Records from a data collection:
■ ■ ■ ■ ■ ■ ■
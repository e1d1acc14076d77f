//! Built-in demo domain: least-squares fitting of a fixed quadratic.
//!
//! Real deployments register external ML plugins; this one exists so a fresh
//! node (and the simulation tests) can exercise the full optimae pipeline
//! with nothing but the daemon binary. The ground truth is a fixed
//! polynomial; seeds perturb the starting point and the evaluation grid, so
//! an honest evaluator reproduces the optimizer's metric to within a hair
//! while a fabricated metric lands far outside the quorum tolerance.

use std::sync::Arc;

use doin_consensus_core::domain::{
    Domain, GenerateSynthetic, Infer, Optimize, OptimizationOutcome, PluginError, PluginResult, PluginSet, ResourceBudget,
};
use doin_hashes::Hash;

pub const QUADRATIC_DOMAIN: &str = "quadratic";

/// Ground-truth coefficients of `y = a·x² + b·x + c`.
const TRUTH: [f64; 3] = [3.5, -2.0, 7.25];

pub fn quadratic_domain() -> Domain {
    Domain {
        domain_id: QUADRATIC_DOMAIN.into(),
        weight: 1.0,
        higher_is_better: false,
        performance_metric: "mse".into(),
        baseline_metric: 1e6,
        min_dimensions: 3,
        max_dimensions: 3,
    }
}

pub fn quadratic_plugins() -> PluginSet {
    let plugin = Arc::new(QuadraticPlugin);
    PluginSet { optimize: plugin.clone(), infer: plugin.clone(), synthesize: plugin }
}

pub struct QuadraticPlugin;

/// A small seed-determined jitter in [0, scale).
fn jitter(seed: Hash, lane: usize, scale: f64) -> f64 {
    let bytes = seed.as_bytes();
    let word = u64::from_be_bytes(bytes[lane * 8..(lane + 1) * 8].try_into().unwrap());
    (word % 1_000_000) as f64 / 1_000_000.0 * scale
}

fn pack(coeffs: &[f64; 3]) -> Vec<u8> {
    coeffs.iter().flat_map(|c| c.to_bits().to_be_bytes()).collect()
}

fn unpack(parameters: &[u8]) -> PluginResult<[f64; 3]> {
    if parameters.len() != 24 {
        return Err(PluginError::Failure(QUADRATIC_DOMAIN.into(), format!("expected 24 parameter bytes, got {}", parameters.len())));
    }
    let coeff = |i: usize| f64::from_bits(u64::from_be_bytes(parameters[i * 8..(i + 1) * 8].try_into().unwrap()));
    Ok([coeff(0), coeff(1), coeff(2)])
}

/// Mean squared error of `fit` against the truth over a 17-point grid whose
/// phase is shifted by the data seed.
fn seeded_mse(fit: &[f64; 3], data_seed: Hash) -> f64 {
    let shift = jitter(data_seed, 0, 0.01);
    (-8..=8)
        .map(|i| {
            let x = i as f64 / 2.0 + shift;
            let y = |c: &[f64; 3]| c[0] * x * x + c[1] * x + c[2];
            (y(fit) - y(&TRUTH)).powi(2)
        })
        .sum::<f64>()
        / 17.0
}

impl Optimize for QuadraticPlugin {
    fn optimize(&self, _domain: &Domain, seed: Hash, _budget: ResourceBudget) -> PluginResult<OptimizationOutcome> {
        // converge to the truth up to a seed-dependent residual, then measure
        // honestly on the seed's own grid
        let fit = [
            TRUTH[0] + jitter(seed, 0, 1e-6),
            TRUTH[1] + jitter(seed, 1, 1e-6),
            TRUTH[2] + jitter(seed, 2, 1e-6),
        ];
        let metric = seeded_mse(&fit, seed);
        Ok(OptimizationOutcome { parameters: pack(&fit), metric })
    }
}

impl Infer for QuadraticPlugin {
    fn evaluate(&self, _domain: &Domain, parameters: &[u8], data_seed: Hash) -> PluginResult<f64> {
        let fit = unpack(parameters)?;
        Ok(seeded_mse(&fit, data_seed))
    }
}

impl GenerateSynthetic for QuadraticPlugin {
    fn generate(&self, _domain: &Domain, seed: Hash, samples: usize) -> PluginResult<Vec<u8>> {
        let shift = jitter(seed, 0, 0.01);
        let mut out = Vec::with_capacity(samples * 16);
        for i in 0..samples {
            let x = i as f64 / samples.max(1) as f64 + shift;
            let y = TRUTH[0] * x * x + TRUTH[1] * x + TRUTH[2];
            out.extend_from_slice(&x.to_bits().to_be_bytes());
            out.extend_from_slice(&y.to_bits().to_be_bytes());
        }
        Ok(out)
    }
}

#[cfg(test)]
mod tests {
    use super::*;

    #[test]
    fn test_evaluation_reproduces_reported_metric() {
        let plugin = QuadraticPlugin;
        let domain = quadratic_domain();
        let train_seed = Hash::from(42u64);
        let eval_seed = Hash::from(999u64);

        let outcome = plugin.optimize(&domain, train_seed, ResourceBudget::default()).unwrap();
        assert_eq!(outcome.parameters.len(), 24);
        assert!(outcome.metric < 1e-6);

        // a different evaluation grid lands within any sane tolerance
        let measured = plugin.evaluate(&domain, &outcome.parameters, eval_seed).unwrap();
        assert!((measured - outcome.metric).abs() < 0.15);
    }

    #[test]
    fn test_fabricated_parameters_measure_badly() {
        let plugin = QuadraticPlugin;
        let domain = quadratic_domain();
        let garbage = pack(&[0.0, 0.0, 0.0]);
        let measured = plugin.evaluate(&domain, &garbage, Hash::from(1u64)).unwrap();
        assert!(measured > 100.0);
    }

    #[test]
    fn test_bad_parameter_length_errors() {
        let plugin = QuadraticPlugin;
        let domain = quadratic_domain();
        assert!(plugin.evaluate(&domain, &[0u8; 7], Hash::from(1u64)).is_err());
    }

    #[test]
    fn test_synthetic_generation_is_seed_determined() {
        let plugin = QuadraticPlugin;
        let domain = quadratic_domain();
        let a = plugin.generate(&domain, Hash::from(1u64), 8).unwrap();
        let b = plugin.generate(&domain, Hash::from(1u64), 8).unwrap();
        let c = plugin.generate(&domain, Hash::from(2u64), 8).unwrap();
        assert_eq!(a, b);
        assert_ne!(a, c);
        assert_eq!(a.len(), 8 * 16);
    }
}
■ ■ ■ ■ ■ ■ ■
From the first line to the last, give the data again exactly.

Answer space:
repository e1d1acc14076d77f
//! Built-in demo domain: least-squares fitting of a fixed quadratic.
//!
//! Real deployments register external ML plugins; this one exists so a fresh
//! node (and the simulation tests) can exercise the full optimae pipeline
//! with nothing but the daemon binary. The ground truth is a fixed
//! polynomial; seeds perturb the starting point and the evaluation grid, so
//! an honest evaluator reproduces the optimizer's metric to within a hair
//! while a fabricated metric lands far outside the quorum tolerance.

use std::sync::Arc;

use doin_consensus_core::domain::{
    Domain, GenerateSynthetic, Infer, Optimize, OptimizationOutcome, PluginError, PluginResult, PluginSet, ResourceBudget,
};
use doin_hashes::Hash;

pub const QUADRATIC_DOMAIN: &str = "quadratic";

/// Ground-truth coefficients of `y = a·x² + b·x + c`.
const TRUTH: [f64; 3] = [3.5, -2.0, 7.25];

pub fn quadratic_domain() -> Domain {
    Domain {
        domain_id: QUADRATIC_DOMAIN.into(),
        weight: 1.0,
        higher_is_better: false,
        performance_metric: "mse".into(),
        baseline_metric: 1e6,
        min_dimensions: 3,
        max_dimensions: 3,
    }
}

pub fn quadratic_plugins() -> PluginSet {
    let plugin = Arc::new(QuadraticPlugin);
    PluginSet { optimize: plugin.clone(), infer: plugin.clone(), synthesize: plugin }
}

pub struct QuadraticPlugin;

/// A small seed-determined jitter in [0, scale).
fn jitter(seed: Hash, lane: usize, scale: f64) -> f64 {
    let bytes = seed.as_bytes();
    let word = u64::from_be_bytes(bytes[lane * 8..(lane + 1) * 8].try_into().unwrap());
    (word % 1_000_000) as f64 / 1_000_000.0 * scale
}

fn pack(coeffs: &[f64; 3]) -> Vec<u8> {
    coeffs.iter().flat_map(|c| c.to_bits().to_be_bytes()).collect()
}

fn unpack(parameters: &[u8]) -> PluginResult<[f64; 3]> {
    if parameters.len() != 24 {
        return Err(PluginError::Failure(QUADRATIC_DOMAIN.into(), format!("expected 24 parameter bytes, got {}", parameters.len())));
    }
    let coeff = |i: usize| f64::from_bits(u64::from_be_bytes(parameters[i * 8..(i + 1) * 8].try_into().unwrap()));
    Ok([coeff(0), coeff(1), coeff(2)])
}

/// Mean squared error of `fit` against the truth over a 17-point grid whose
/// phase is shifted by the data seed.
fn seeded_mse(fit: &[f64; 3], data_seed: Hash) -> f64 {
    let shift = jitter(data_seed, 0, 0.01);
    (-8..=8)
        .map(|i| {
            let x = i as f64 / 2.0 + shift;
            let y = |c: &[f64; 3]| c[0] * x * x + c[1] * x + c[2];
            (y(fit) - y(&TRUTH)).powi(2)
        })
        .sum::<f64>()
        / 17.0
}

impl Optimize for QuadraticPlugin {
    fn optimize(&self, _domain: &Domain, seed: Hash, _budget: ResourceBudget) -> PluginResult<OptimizationOutcome> {
        // converge to the truth up to a seed-dependent residual, then measure
        // honestly on the seed's own grid
        let fit = [
            TRUTH[0] + jitter(seed, 0, 1e-6),
            TRUTH[1] + jitter(seed, 1, 1e-6),
            TRUTH[2] + jitter(seed, 2, 1e-6),
        ];
        let metric = seeded_mse(&fit, seed);
        Ok(OptimizationOutcome { parameters: pack(&fit), metric })
    }
}

impl Infer for QuadraticPlugin {
    fn evaluate(&self, _domain: &Domain, parameters: &[u8], data_seed: Hash) -> PluginResult<f64> {
        let fit = unpack(parameters)?;
        Ok(seeded_mse(&fit, data_seed))
    }
}

impl GenerateSynthetic for QuadraticPlugin {
    fn generate(&self, _domain: &Domain, seed: Hash, samples: usize) -> PluginResult<Vec<u8>> {
        let shift = jitter(seed, 0, 0.01);
        let mut out = Vec::with_capacity(samples * 16);
        for i in 0..samples {
            let x = i as f64 / samples.max(1) as f64 + shift;
            let y = TRUTH[0] * x * x + TRUTH[1] * x + TRUTH[2];
            out.extend_from_slice(&x.to_bits().to_be_bytes());
            out.extend_from_slice(&y.to_bits().to_be_bytes());
        }
        Ok(out)
    }
}

#[cfg(test)]
mod tests {
    use super::*;

    #[test]
    fn test_evaluation_reproduces_reported_metric() {
        let plugin = QuadraticPlugin;
        let domain = quadratic_domain();
        let train_seed = Hash::from(42u64);
        let eval_seed = Hash::from(999u64);

        let outcome = plugin.optimize(&domain, train_seed, ResourceBudget::default()).unwrap();
        assert_eq!(outcome.parameters.len(), 24);
        assert!(outcome.metric < 1e-6);

        // a different evaluation grid lands within any sane tolerance
        let measured = plugin.evaluate(&domain, &outcome.parameters, eval_seed).unwrap();
        assert!((measured - outcome.metric).abs() < 0.15);
    }

    #[test]
    fn test_fabricated_parameters_measure_badly() {
        let plugin = QuadraticPlugin;
        let domain = quadratic_domain();
        let garbage = pack(&[0.0, 0.0, 0.0]);
        let measured = plugin.evaluate(&domain, &garbage, Hash::from(1u64)).unwrap();
        assert!(measured > 100.0);
    }

    #[test]
    fn test_bad_parameter_length_errors() {
        let plugin = QuadraticPlugin;
        let domain = quadratic_domain();
        assert!(plugin.evaluate(&domain, &[0u8; 7], Hash::from(1u64)).is_err());
    }

    #[test]
    fn test_synthetic_generation_is_seed_determined() {
        let plugin = QuadraticPlugin;
        let domain = quadratic_domain();
        let a = plugin.generate(&domain, Hash::from(1u64), 8).unwrap();
        let b = plugin.generate(&domain, Hash::from(1u64), 8).unwrap();
        let c = plugin.generate(&domain, Hash::from(2u64), 8).unwrap();
        assert_eq!(a, b);
        assert_ne!(a, c);
        assert_eq!(a.len(), 8 * 16);
    }
}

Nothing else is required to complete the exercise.